[Collected data entries]
=====

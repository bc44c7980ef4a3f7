use std::fmt;

/// The name of a form input, e.g. `"full_name"` or `"platforms_used"`.
///
/// Used as keys in [`Form`](crate::Form) and as the key of the matching entry
/// in the submission payload. A checkbox or radio group is addressed by the
/// name shared by all of its options.
#[derive(Clone, Debug, PartialEq, Eq, Hash, PartialOrd, Ord)]
pub struct FieldName {
    name: String,
}

impl FieldName {
    /// Create a new field name.
    pub fn new(name: impl Into<String>) -> Self {
        Self { name: name.into() }
    }

    /// Get the name as a string slice.
    pub fn as_str(&self) -> &str {
        &self.name
    }

    /// Check if the name is empty.
    pub fn is_empty(&self) -> bool {
        self.name.is_empty()
    }
}

impl fmt::Display for FieldName {
    fn fmt(&self, f: &mut fmt::Formatter<'_>) -> fmt::Result {
        write!(f, "{}", self.name)
    }
}

impl From<&str> for FieldName {
    fn from(s: &str) -> Self {
        Self::new(s)
    }
}

impl From<String> for FieldName {
    fn from(s: String) -> Self {
        Self::new(s)
    }
}

impl From<&String> for FieldName {
    fn from(s: &String) -> Self {
        Self::new(s.clone())
    }
}

impl PartialEq<str> for FieldName {
    fn eq(&self, other: &str) -> bool {
        self.name == other
    }
}

impl PartialEq<&str> for FieldName {
    fn eq(&self, other: &&str) -> bool {
        self.name == *other
    }
}

/// Identifies a dedicated error indicator on the presentation surface,
/// e.g. the "select at least one platform" message below a checkbox group.
#[derive(Clone, Debug, PartialEq, Eq, Hash, PartialOrd, Ord)]
pub struct IndicatorId(String);

impl IndicatorId {
    /// Create a new indicator id.
    pub fn new(id: impl Into<String>) -> Self {
        Self(id.into())
    }

    /// Get the id as a string slice.
    pub fn as_str(&self) -> &str {
        &self.0
    }
}

impl fmt::Display for IndicatorId {
    fn fmt(&self, f: &mut fmt::Formatter<'_>) -> fmt::Result {
        f.write_str(&self.0)
    }
}

impl From<&str> for IndicatorId {
    fn from(s: &str) -> Self {
        Self::new(s)
    }
}

impl From<String> for IndicatorId {
    fn from(s: String) -> Self {
        Self::new(s)
    }
}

=====

◆ YOUR INSTRUCTIONS ◆
Each record must be restated word for word, including the last line.

◆ REPLY ◆
repository bc44c7980ef4a3f7
use std::fmt;

/// The name of a form input, e.g. `"full_name"` or `"platforms_used"`.
///
/// Used as keys in [`Form`](crate::Form) and as the key of the matching entry
/// in the submission payload. A checkbox or radio group is addressed by the
/// name shared by all of its options.
#[derive(Clone, Debug, PartialEq, Eq, Hash, PartialOrd, Ord)]
pub struct FieldName {
    name: String,
}

impl FieldName {
    /// Create a new field name.
    pub fn new(name: impl Into<String>) -> Self {
        Self { name: name.into() }
    }

    /// Get the name as a string slice.
    pub fn as_str(&self) -> &str {
        &self.name
    }

    /// Check if the name is empty.
    pub fn is_empty(&self) -> bool {
        self.name.is_empty()
    }
}

impl fmt::Display for FieldName {
    fn fmt(&self, f: &mut fmt::Formatter<'_>) -> fmt::Result {
        write!(f, "{}", self.name)
    }
}

impl From<&str> for FieldName {
    fn from(s: &str) -> Self {
        Self::new(s)
    }
}

impl From<String> for FieldName {
    fn from(s: String) -> Self {
        Self::new(s)
    }
}

impl From<&String> for FieldName {
    fn from(s: &String) -> Self {
        Self::new(s.clone())
    }
}

impl PartialEq<str> for FieldName {
    fn eq(&self, other: &str) -> bool {
        self.name == other
    }
}

impl PartialEq<&str> for FieldName {
    fn eq(&self, other: &&str) -> bool {
        self.name == *other
    }
}

/// Identifies a dedicated error indicator on the presentation surface,
/// e.g. the "select at least one platform" message below a checkbox group.
#[derive(Clone, Debug, PartialEq, Eq, Hash, PartialOrd, Ord)]
pub struct IndicatorId(String);

impl IndicatorId {
    /// Create a new indicator id.
    pub fn new(id: impl Into<String>) -> Self {
        Self(id.into())
    }

    /// Get the id as a string slice.
    pub fn as_str(&self) -> &str {
        &self.0
    }
}

impl fmt::Display for IndicatorId {
    fn fmt(&self, f: &mut fmt::Formatter<'_>) -> fmt::Result {
        f.write_str(&self.0)
    }
}

impl From<&str> for IndicatorId {
    fn from(s: &str) -> Self {
        Self::new(s)
    }
}

impl From<String> for IndicatorId {
    fn from(s: String) -> Self {
        Self::new(s)
    }
}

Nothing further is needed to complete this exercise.